Robosigners and foreclosure-gate aside, bank repossessions surpassed 100,000 last month for the first time ever, according to RealtyTrac.
A total of 102,134 bank repos, where borrowers actually lose their homes to foreclosure, were reported in September, up from 95,364 in August.
“Lenders foreclosed on a record number of properties in September and in the third quarter, taking a bite out of the backlog of distressed properties where the foreclosure process was delayed by foreclosure prevention efforts over the past 20 months,” said James J. Saccacio, chief executive officer of RealtyTrac, in a release.
“We expect to see a dip in those bank repossessions — and possibly earlier stages of the foreclosure process — in the fourth quarter as several major lenders have halted foreclosure sales in some states while they review irregularities in foreclosure-processing documentation that has been called into question in recent weeks.”
Overall foreclosure filings, which include default notices and auctions, totaled 347,420 last month, up less than three percent from the previous month and just one percent higher than a year earlier.

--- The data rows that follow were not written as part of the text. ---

//! catalog-mirror: an incremental mirror of the NuGet V3 catalog
//!
//! This crate walks the catalog's service index, catalog index, pages and
//! leaf documents, storing them on disk and persisting a commit-timestamp
//! cursor so the next run resumes exactly where this one stopped.

pub mod catalog;
pub mod config;
pub mod crawler;
pub mod reports;
pub mod storage;

use thiserror::Error;

/// Main error type for catalog-mirror operations
#[derive(Debug, Error)]
pub enum CatalogError {
    #[error("Configuration error: {0}")]
    Config(#[from] ConfigError),

    #[error("Fetch error: {0}")]
    Fetch(#[from] FetchError),

    #[error("Malformed document {url}: {message}")]
    MalformedDocument { url: String, message: String },

    #[error("Storage error: {0}")]
    Storage(#[from] storage::StorageError),

    #[error("Run cancelled")]
    Cancelled,
}

impl CatalogError {
    /// Builds a `MalformedDocument` error for the given document URL
    pub fn malformed(url: impl Into<String>, message: impl Into<String>) -> Self {
        Self::MalformedDocument {
            url: url.into(),
            message: message.into(),
        }
    }
}

/// Configuration-specific errors
#[derive(Debug, Error)]
pub enum ConfigError {
    #[error("Failed to read config file: {0}")]
    Io(#[from] std::io::Error),

    #[error("Failed to parse TOML: {0}")]
    Parse(#[from] toml::de::Error),

    #[error("Validation error: {0}")]
    Validation(String),

    #[error("Invalid URL in config: {0}")]
    InvalidUrl(String),
}

/// Errors reported by the fetch collaborator
#[derive(Debug, Error)]
pub enum FetchError {
    #[error("HTTP {status} for {url}")]
    Status { url: String, status: u16 },

    #[error("Request timeout for {url}")]
    Timeout { url: String },

    #[error("Request to {url} failed: {message}")]
    Network { url: String, message: String },
}

impl FetchError {
    /// Returns the URL of the failing request
    pub fn url(&self) -> &str {
        match self {
            Self::Status { url, .. } | Self::Timeout { url } | Self::Network { url, .. } => url,
        }
    }

    /// Returns true if retrying the same request later could succeed
    pub fn is_transient(&self) -> bool {
        match self {
            Self::Status { status, .. } => *status >= 500 || *status == 429,
            Self::Timeout { .. } | Self::Network { .. } => true,
        }
    }
}

/// Result type alias for catalog-mirror operations
pub type Result<T> = std::result::Result<T, CatalogError>;

/// Result type alias for configuration operations
pub type ConfigResult<T> = std::result::Result<T, ConfigError>;

// Re-export commonly used types
pub use catalog::{DownloadDepth, Timestamp};
pub use config::{Config, JsonFormatting};
pub use crawler::{CrawlEngine, CrawlSummary, StopReason};
use crate::config::types::Config;
use crate::config::validation::validate;
use crate::ConfigError;
use std::path::Path;

/// Loads and parses a configuration file from the given path
///
/// # Arguments
///
/// * `path` - Path to the TOML configuration file
///
/// # Returns
///
/// * `Ok(Config)` - Successfully loaded and validated configuration
/// * `Err(ConfigError)` - Failed to load, parse, or validate the configuration
///
/// # Example
///
/// ```no_run
/// use std::path::Path;
/// use catalog_mirror::config::load_config;
///
/// let config = load_config(Path::new("mirror.toml")).unwrap();
/// println!("Depth: {}", config.download.depth);
/// ```
pub fn load_config(path: &Path) -> Result<Config, ConfigError> {
    let content = std::fs::read_to_string(path)?;
    parse_config(&content)
}

/// Parses and validates configuration from TOML text
pub fn parse_config(content: &str) -> Result<Config, ConfigError> {
    let config: Config = toml::from_str(content)?;
    validate(&config)?;
    Ok(config)
}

Bank Repossessions and Scheduled Auctions Set Quarterly Records
However, both bank repos and foreclosure auctions hit new quarterly highs during the third quarter.
And overall foreclosure activity increased nearly four percent from the second quarter, but was down one percent from a year ago.
One in every 139 housing units in the nation received a foreclosure filing during the quarter, with California alone accounting for more than 21 percent of all foreclosure activity during the third quarter.